聖書メッセージ(マタイ1:18~25)『その名はインマヌエル』

『その名はインマヌエル』

 

聖書箇所 マタイ1:18~25

1:18 イエス・キリストの誕生は次のようであった。その母マリヤはヨセフの妻と決まっていたが、ふたりがまだいっしょにならないうちに、聖霊によって身重になったことがわかった。

1:19 夫のヨセフは正しい人であって、彼女をさらし者にはしたくなかったので、内密に去らせようと決めた。

1:20 彼がこのことを思い巡らしていたとき、主の使いが夢に現われて言った。「ダビデの子ヨセフ。恐れないであなたの妻マリヤを迎えなさい。その胎に宿っているものは聖霊によるのです。

1:21 マリヤは男の子を産みます。その名をイエスとつけなさい。この方こそ、ご自分の民をその罪から救ってくださる方です。」

1:22 このすべての出来事は、主が預言者を通して言われた事が成就するためであった。

1:23 「見よ、処女がみごもっている。そして男の子を産む。その名はインマヌエルと呼ばれる。」(訳すと、神は私たちとともにおられる、という意味である。)

1:24 ヨセフは眠りからさめ、主の使いに命じられたとおりにして、その妻を迎え入れ、

1:25 そして、子どもが生まれるまで彼女を知ることがなく、その子どもの名をイエスとつけた。

 

説教要旨

ヨセフとマリヤは婚約中でしたが、まだいっしょにならない内にマリヤが身籠りました。神の戒めには、不貞は石打の刑と定められていました。しかし、ヨセフは、マリヤを刑に処したくなかったので、内密に離縁しようと苦渋の内に決めました。このことを思い巡らしていた時、御使いが夢に現われ、ヨセフにダビデ王の家系にあることを確認し、「その胎に宿っているものは聖霊による(v20)」と告げ、生まれてくる子は男子であり、その名をイエス(主は救う)とつけよと告げました。「この方こそ、ご自分の民をその罪から救って下さる方(v21)」だからでした。マタイは、処女マリヤが聖霊により身籠り、男子を生むことは、神が預言者イザヤを通し約束された事の成就、即ち、神の救いの約束、救い主到来の実現と記しました。

 

どういうことでしょうか?第一は「罪について」です。「罪(ハマルティア)」という言葉は、「的外れ」という言葉です。本来あるべき所からずれていることです。神は天地万物を造られ、人を造られ生かしておられます。
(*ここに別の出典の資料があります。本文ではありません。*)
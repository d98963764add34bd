//! Extension traits for error handling
//!
//! `Result<T>` is the standard library result specialised to [`Error`], so
//! `map`, `and_then`, `unwrap_or`, `or_else` and `unwrap` come for free. This
//! module adds the constructors and the few combinators std does not have.

use super::types::{Error, Result};

/// Wrap a value as a successful result
#[inline]
pub fn success<T>(data: T) -> Result<T> {
    Ok(data)
}

/// Wrap an error as a failed result
#[inline]
pub fn failure<T>(error: Error) -> Result<T> {
    Err(error)
}

/// Extension trait for adding context to Results
pub trait ResultExt<T> {
    /// Collapse both arms into a single value
    fn fold<U, S, F>(self, on_success: S, on_failure: F) -> U
    where
        S: FnOnce(T) -> U,
        F: FnOnce(Error) -> U;

    /// Observe a failure without changing it
    fn tap_err<F>(self, f: F) -> Result<T>
    where
        F: FnOnce(&Error);

    /// Add context to a Result
    ///
    /// The failure becomes the cause of a new error carrying the same code and
    /// category.
    fn context(self, message: impl Into<String>) -> Result<T>;

    /// Add context with a lazy message
    fn with_context<F>(self, f: F) -> Result<T>
    where
        F: FnOnce() -> String;
}

impl<T, E> ResultExt<T> for std::result::Result<T, E>
where
    E: Into<Error>,
{
    fn fold<U, S, F>(self, on_success: S, on_failure: F) -> U
    where
        S: FnOnce(T) -> U,
        F: FnOnce(Error) -> U,
    {
        match self {
            Ok(data) => on_success(data),
            Err(e) => on_failure(e.into()),
        }
    }

    fn tap_err<F>(self, f: F) -> Result<T>
    where
        F: FnOnce(&Error),
    {
        self.map_err(|e| {
            let error = e.into();
            f(&error);
            error
        })
    }

    fn context(self, message: impl Into<String>) -> Result<T> {
        self.map_err(|e| wrap(e.into(), message.into()))
    }

    fn with_context<F>(self, f: F) -> Result<T>
    where
        F: FnOnce() -> String,
    {
        self.map_err(|e| wrap(e.into(), f()))
    }
}

fn wrap(base: Error, message: String) -> Error {
    Error::new(base.code().to_string(), base.category(), message).with_cause(base)
}

#[cfg(test)]
mod tests {
    use super::*;
    use crate::errors::ErrorCategory;
    use proptest::prelude::*;

    fn failed() -> Result<i64> {
        failure(Error::new("E_TEST", ErrorCategory::Unknown, "boom"))
    }

    proptest! {
        #[test]
        fn map_identity(x in any::<i64>()) {
            prop_assert_eq!(success(x).map(|v| v), success(x));
        }

        #[test]
        fn map_composition(x in -1_000_000i64..1_000_000) {
            let f = |v: i64| v * 3;
            let g = |v: i64| v - 7;
            prop_assert_eq!(success(x).map(f).map(g), success(g(f(x))));
        }

        #[test]
        fn and_then_left_identity(x in any::<i32>()) {
            let f = |v: i32| success(i64::from(v) * 2);
            prop_assert_eq!(success(x).and_then(f), f(x));
        }

        #[test]
        fn and_then_right_identity(x in any::<i32>()) {
            prop_assert_eq!(success(x).and_then(success), success(x));
        }
    }

    #[test]
    fn test_failure_passes_through_map() {
        let original = failed();
        let mapped = original.clone().map(|v| v + 1).map(|v| v * 2);
        assert_eq!(mapped, original);
    }

    #[test]
    fn test_unwrap_or_and_or_else() {
        assert_eq!(failed().unwrap_or(9), 9);
        assert_eq!(success(1).unwrap_or(9), 1);

        let recovered = failed().or_else(|e| {
            assert_eq!(e.code(), "E_TEST");
            success(42)
        });
        assert_eq!(recovered.unwrap(), 42);
    }

    #[test]
    fn test_fold_matches_both_arms() {
        let ok = success(5).fold(|v| format!("ok {v}"), |e| e.code().to_string());
        let err = failed().fold(|v| format!("ok {v}"), |e| e.code().to_string());
        assert_eq!(ok, "ok 5");
        assert_eq!(err, "E_TEST");
    }

    #[test]
    fn test_tap_err_does_not_alter_failure() {
        let original = failed();
        let mut seen = None;
        let result = original.clone().tap_err(|e| seen = Some(e.code().to_string()));
        assert_eq!(seen.as_deref(), Some("E_TEST"));
        assert_eq!(result, original);
    }

    #[test]
    fn test_context_wraps_original_as_cause() {
        let error = failed().context("loading snapshot").unwrap_err();
        assert_eq!(error.message(), "loading snapshot");
        assert_eq!(error.code(), "E_TEST");
        assert_eq!(error.cause().map(Error::message), Some("boom"));
    }

    #[test]
    fn test_with_context_converts_foreign_errors() {
        let io: std::result::Result<(), std::io::Error> = Err(std::io::Error::new(
            std::io::ErrorKind::NotFound,
            "gone",
        ));
        let error = io.with_context(|| "opening cache".to_string()).unwrap_err();
        assert_eq!(error.category(), ErrorCategory::Filesystem);
        assert_eq!(error.depth(), 2);
    }

    #[test]
    #[should_panic]
    fn test_unwrap_raises_contained_error() {
        failed().unwrap();
    }
}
本来、人は、神を礼拝し、神に信頼し生きる者として造られました。しかし、私たちは、神に背を向け、神から離れ、自分で生きているとしています。しかし、それこそ「罪」なのです。罪とは、神に対する高ぶりです。そして、神から離れ、欲のままに悪を行い、空しく孤独であり、人を赦せず人を妬み、深い罪の暗闇の中に生きております。私たちの最大の問題は、罪の問題です。確かに環境や社会の仕組みも大切です。当時のユダヤ人も、救いはローマ支配からの解放と考えていました。しかし、真の救いは、罪から救われることです。第二は「罪の赦しについて」です。人は、最初の人アダムが罪を犯して以来、全て罪をもって生まれます。しかし、キリストは、処女マリヤから生まれ、罪の性質を受け継いでいない全く罪のないお方です。そのキリストが私たちを愛し、私たちの罪の身代わりに十字架で神に裁かれ、罪を赦し、神と和解させ、神とともに歩む者へと導いて下さるのです。神が愛ならば、罪を問わず、無条件に赦し迎え入れていいのではと思うかもしれません。しかし、神は、憐れみ深いお方であられますが、聖なる義なるお方でもあられます。罪を嫌われ、罪をお裁きになられるお方です。神の義と神の憐れみが重なったところが、キリストの十字架です。キリストは、十字架に架かり死に私たちを罪から救うために、この地に来て下さったのです。第三は「救いの幸いについて」です。福音は、何かの「教え」ではありません。「信じるすべての人にとって、救いを得させる神の力(ローマ1:17)」です。悪しき欲望や悪習慣に打ち勝つ神の力、孤独を癒し心を満たす神の力、苦難の中でなお平安をもって歩んでいく神の力、生きる目的と使命を与えそれを担っていく神の力、価値観を変えていく神の力、赦し仕える者と育む神の力です。

 

では、その素晴らしい救いをどのように受け取ることができるのでしょうか?(v24、v25)ヨセフが生まれてくる子を救い主と迎え入れたように、「信仰」によってです。信仰とは、神の救いに対し差し出す手です。全てが分かることではありません。ヨセフも全てを理解してではなかったはずです。また、信仰とは、神に対する従順です。苦しみをも受け取ることです。ヨセフは中傷されたでしょう。神の御救いを受け取るとき、一時的に人に理解されないこともあるでしょう。そういう恐れも覚えるでしょう。でも、信仰は、従順の苦しみをも受け取ること、そういうことも全て含めて神に委ねることです。でも、神の約束があります。「神は、わたしたちとともにおられる(v23)」神はともにおられ、苦しみが絶望で終わるのではなく、苦しみを経て真の祝福と喜びに必ずや導いて下さるのです。

 

神の救い、イエス・キリストを、ヨセフのごとく受け入れ、神に立ち返り、十分分からないことや恐れをも神の御手に委ね、神とともに歩む真に幸いな歩み、造り変えられ魂が生きていく歩みへと出発して参りましょう。